O TRITON, também conhecido como Trisis, é uma parte do malware ICS projetado para atingir os controladores do sistema de instrumentos de segurança Triconex (SIS) fabricados pela Schneider Electric e que são usados ??com frequência em instalações de petróleo e gás.

O Sistema Instrumentado de Segurança Triconex é um sistema de controle autônomo que monitora independentemente o desempenho de sistemas críticos e toma ações imediatas automaticamente se um estado perigoso for detectado.

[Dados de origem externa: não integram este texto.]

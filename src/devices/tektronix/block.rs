
// Framing of the binary curve block returned by CURV?
//
// With headers enabled the scope answers `:CURVE #45000<5000 bytes>\r\n`: an echoed header, an IEEE 488.2
// definite-length announcement (`#`, one digit n, then n digits of byte count), the samples and a terminator.

use std::str;

use lazy_static::lazy_static;
use regex::bytes::Regex;

use crate::config::HeaderFormat;
use crate::error::{AcquisitionError, Result};

lazy_static! {
	static ref BLOCK_START_RE: Regex = Regex::new("#[0-9]").unwrap();
}

#[derive(Debug, Clone, Copy, PartialEq, Eq)]
pub struct BlockLayout {
	/// Bytes in front of the first payload byte, echoed header included
	pub header_len: usize,
	/// Announced payload size, `None` for an indefinite-length (`#0`) block
	pub declared_len: Option<usize>,
}

fn header_err(msg: String) -> AcquisitionError { AcquisitionError::BlockHeader(msg) }

pub fn parse_block_header(block: &[u8]) -> Result<BlockLayout> {
	let m = BLOCK_START_RE.find(block).ok_or_else(|| header_err("no '#' block marker".to_owned()))?;
	let ndigits = (block[m.start() + 1] - b'0') as usize;
	let digits_start = m.end();

	if ndigits == 0 {
		return Ok(BlockLayout { header_len: digits_start, declared_len: None });
	}

	let digits = block.get(digits_start..digits_start + ndigits)
		.ok_or_else(|| header_err(format!("length field cut short, expected {} digits", ndigits)))?;
	if !digits.iter().all(u8::is_ascii_digit) {
		return Err(header_err(format!("length field {:?} is not a number", String::from_utf8_lossy(digits))));
	}

	let declared_len = str::from_utf8(digits).ok()
		.and_then(|s| s.parse::<usize>().ok())
		.ok_or_else(|| header_err(format!("length field {:?} out of range", String::from_utf8_lossy(digits))))?;

	Ok(BlockLayout { header_len: digits_start + ndigits, declared_len: Some(declared_len) })
}

/// Remove the length announcement and the trailing terminator, leaving only sample bytes.
///
/// A definite-length block must carry exactly the terminator behind its announced payload.  Transports that
/// delimit messages themselves (`delimited`) may also leave it off.  A fixed header is stripped blindly and
/// any shortfall surfaces in [`fit_payload`].
pub fn strip_framing<'a>(block: &'a [u8], header: HeaderFormat, terminator: &[u8], delimited: bool) -> Result<&'a [u8]> {
	match header {
		HeaderFormat::Fixed(n) => {
			let end = block.len().saturating_sub(terminator.len());
			Ok(block.get(n..end).unwrap_or(&[]))
		},
		HeaderFormat::DefiniteLength => {
			let layout = parse_block_header(block)?;
			let body = &block[layout.header_len..];

			match layout.declared_len {
				Some(n) => match body.get(n..) {
					Some(trailer) if trailer == terminator || (delimited && trailer.is_empty()) => Ok(&body[..n]),
					trailer => {
						// Terminator bytes sitting where payload should be mean the block came up short
						let actual = body.strip_suffix(terminator).unwrap_or(body).len();
						if actual < n {
							return Err(AcquisitionError::TruncatedPayload { expected: n, actual });
						}
						Err(header_err(format!("expected {:?} after {} payload bytes, found {:?}",
							String::from_utf8_lossy(terminator), n, String::from_utf8_lossy(trailer.unwrap_or(&[])))))
					},
				},
				None => Ok(body.strip_suffix(terminator).unwrap_or(body)),
			}
		},
	}
}

/// Cut the payload down to `expected` bytes.  Extra tail bytes are dropped, a short payload is an error.
pub fn fit_payload(payload: &[u8], expected: usize) -> Result<&[u8]> {
	if payload.len() < expected {
		return Err(AcquisitionError::TruncatedPayload { expected, actual: payload.len() });
	}
	Ok(&payload[..expected])
}

/// Whether a block collected from a byte stream can be complete yet.
pub fn block_complete(buf: &[u8], header: HeaderFormat, terminator: &[u8]) -> bool {
	match header {
		HeaderFormat::Fixed(n) => buf.len() >= n + terminator.len() && buf.ends_with(terminator),
		HeaderFormat::DefiniteLength => match parse_block_header(buf) {
			Ok(BlockLayout { header_len, declared_len: Some(n) }) => buf.len() >= header_len + n + terminator.len(),
			Ok(BlockLayout { declared_len: None, .. }) => buf.ends_with(terminator),
			Err(_) => false,
		},
	}
}

#[cfg(test)]
mod tests {
	use super::*;

	const TERM: &[u8] = b"\r\n";

	fn curve_block(payload: &[u8]) -> Vec<u8> {
		let mut block = format!(":CURVE #{}{}", payload.len().to_string().len(), payload.len()).into_bytes();
		block.extend_from_slice(payload);
		block.extend_from_slice(TERM);
		block
	}

	#[test]
	fn echoed_header_is_skipped() {
		let block = curve_block(&[7u8; 5000]);
		let layout = parse_block_header(&block).unwrap();

		// ":CURVE " + "#4" + "5000", the 13 bytes the legacy serial driver threw away
		assert_eq!(layout, BlockLayout { header_len: 13, declared_len: Some(5000) });
		assert_eq!(strip_framing(&block, HeaderFormat::DefiniteLength, TERM, false).unwrap().len(), 5000);
	}

	#[test]
	fn fixed_header_strips_header_and_terminator() {
		let block = vec![0u8; 13 + 2500 + 2];
		let payload = strip_framing(&block, HeaderFormat::Fixed(13), TERM, false).unwrap();
		assert_eq!(payload.len(), block.len() - 15);
	}

	#[test]
	fn fixed_header_block_one_byte_short_is_truncated() {
		let block = vec![0u8; 13 + 2499 + 2];
		let payload = strip_framing(&block, HeaderFormat::Fixed(13), TERM, false).unwrap();

		match fit_payload(payload, 2500) {
			Err(AcquisitionError::TruncatedPayload { expected: 2500, actual: 2499 }) => {},
			other => panic!("unexpected {:?}", other),
		}
	}

	#[test]
	fn fixed_header_longer_than_block_yields_nothing() {
		assert!(strip_framing(b"#4", HeaderFormat::Fixed(13), TERM, false).unwrap().is_empty());
	}

	#[test]
	fn block_shorter_than_announced_is_truncated() {
		let mut block = b"#41000".to_vec();
		block.extend_from_slice(&[1u8; 999]);
		block.extend_from_slice(TERM);

		match strip_framing(&block, HeaderFormat::DefiniteLength, TERM, false) {
			Err(AcquisitionError::TruncatedPayload { expected: 1000, actual: 999 }) => {},
			other => panic!("unexpected {:?}", other),
		}
	}

	#[test]
	fn longer_payload_is_cut_to_size() {
		let payload = [1u8, 2, 3, 4, 5];
		assert_eq!(fit_payload(&payload, 3).unwrap(), &[1, 2, 3]);
	}

	#[test]
	fn indefinite_block_runs_to_the_terminator() {
		let payload = strip_framing(b"#0abc\r\n", HeaderFormat::DefiniteLength, TERM, false).unwrap();
		assert_eq!(payload, b"abc");
	}

	#[test]
	fn malformed_headers_are_rejected() {
		assert!(matches!(parse_block_header(b"CURVE 1,2,3"), Err(AcquisitionError::BlockHeader(_))));
		assert!(matches!(parse_block_header(b"#45"), Err(AcquisitionError::BlockHeader(_))));
		assert!(matches!(parse_block_header(b"#2x1"), Err(AcquisitionError::BlockHeader(_))));
	}

	#[test]
	fn payload_bytes_that_look_like_a_terminator_do_not_end_the_block() {
		let mut partial = b"#210".to_vec();
		partial.extend_from_slice(b"ab\r\n");
		assert!(!block_complete(&partial, HeaderFormat::DefiniteLength, TERM));

		partial.extend_from_slice(b"cdefgh\r\n");
		assert!(block_complete(&partial, HeaderFormat::DefiniteLength, TERM));
	}

	#[test]
	fn fixed_block_completes_on_terminator() {
		assert!(!block_complete(b"0123456789abc\r\n", HeaderFormat::Fixed(14), TERM));
		assert!(block_complete(b"0123456789abcXY\r\n", HeaderFormat::Fixed(13), TERM));
		assert!(!block_complete(b"0123456789abcXY", HeaderFormat::Fixed(13), TERM));
	}

	#[test]
	fn last_sample_byte_may_look_like_a_terminator() {
		let mut payload = vec![0x0Cu8; 5000];
		payload[4999] = 0x0D;

		let mut block = b"#45000".to_vec();
		block.extend_from_slice(&payload);
		block.push(b'\n');
		assert_eq!(strip_framing(&block, HeaderFormat::DefiniteLength, b"\n", false).unwrap(), &payload[..]);

		let block = curve_block(&payload);
		assert_eq!(strip_framing(&block, HeaderFormat::DefiniteLength, TERM, false).unwrap(), &payload[..]);
	}

	#[test]
	fn delimited_block_may_omit_the_terminator() {
		let mut payload = vec![0u8; 5000];
		payload[4998..].copy_from_slice(TERM);

		let mut block = b"#45000".to_vec();
		block.extend_from_slice(&payload);
		assert_eq!(strip_framing(&block, HeaderFormat::DefiniteLength, TERM, true).unwrap(), &payload[..]);

		// On a byte stream the same bytes are a block two bytes short
		match strip_framing(&block, HeaderFormat::DefiniteLength, TERM, false) {
			Err(AcquisitionError::TruncatedPayload { expected: 5000, actual: 4998 }) => {},
			other => panic!("unexpected {:?}", other),
		}
	}

	#[test]
	fn foreign_trailer_is_a_framing_error() {
		let mut block = b"#13abc".to_vec();
		block.extend_from_slice(b"XY");
		assert!(matches!(strip_framing(&block, HeaderFormat::DefiniteLength, TERM, true), Err(AcquisitionError::BlockHeader(_))));
	}
}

Como malwares de tais capacidades não podem ser criados por um cracker/hackers de computador sem possuir conhecimento necessário dos Sistemas de Controle Industrial (ICS), os pesquisadores acreditam com “alta confiança” que o laboratório de Moscou Central Research Institute of Chemistry and Mechanics (CNIIHM, aka ??????) ajudou os atacantes, apelidados de “TEMP.Veles”, com conhecimento institucional a desenvolver o framework TRITON e testar seus componentes em um ambiente direcionado.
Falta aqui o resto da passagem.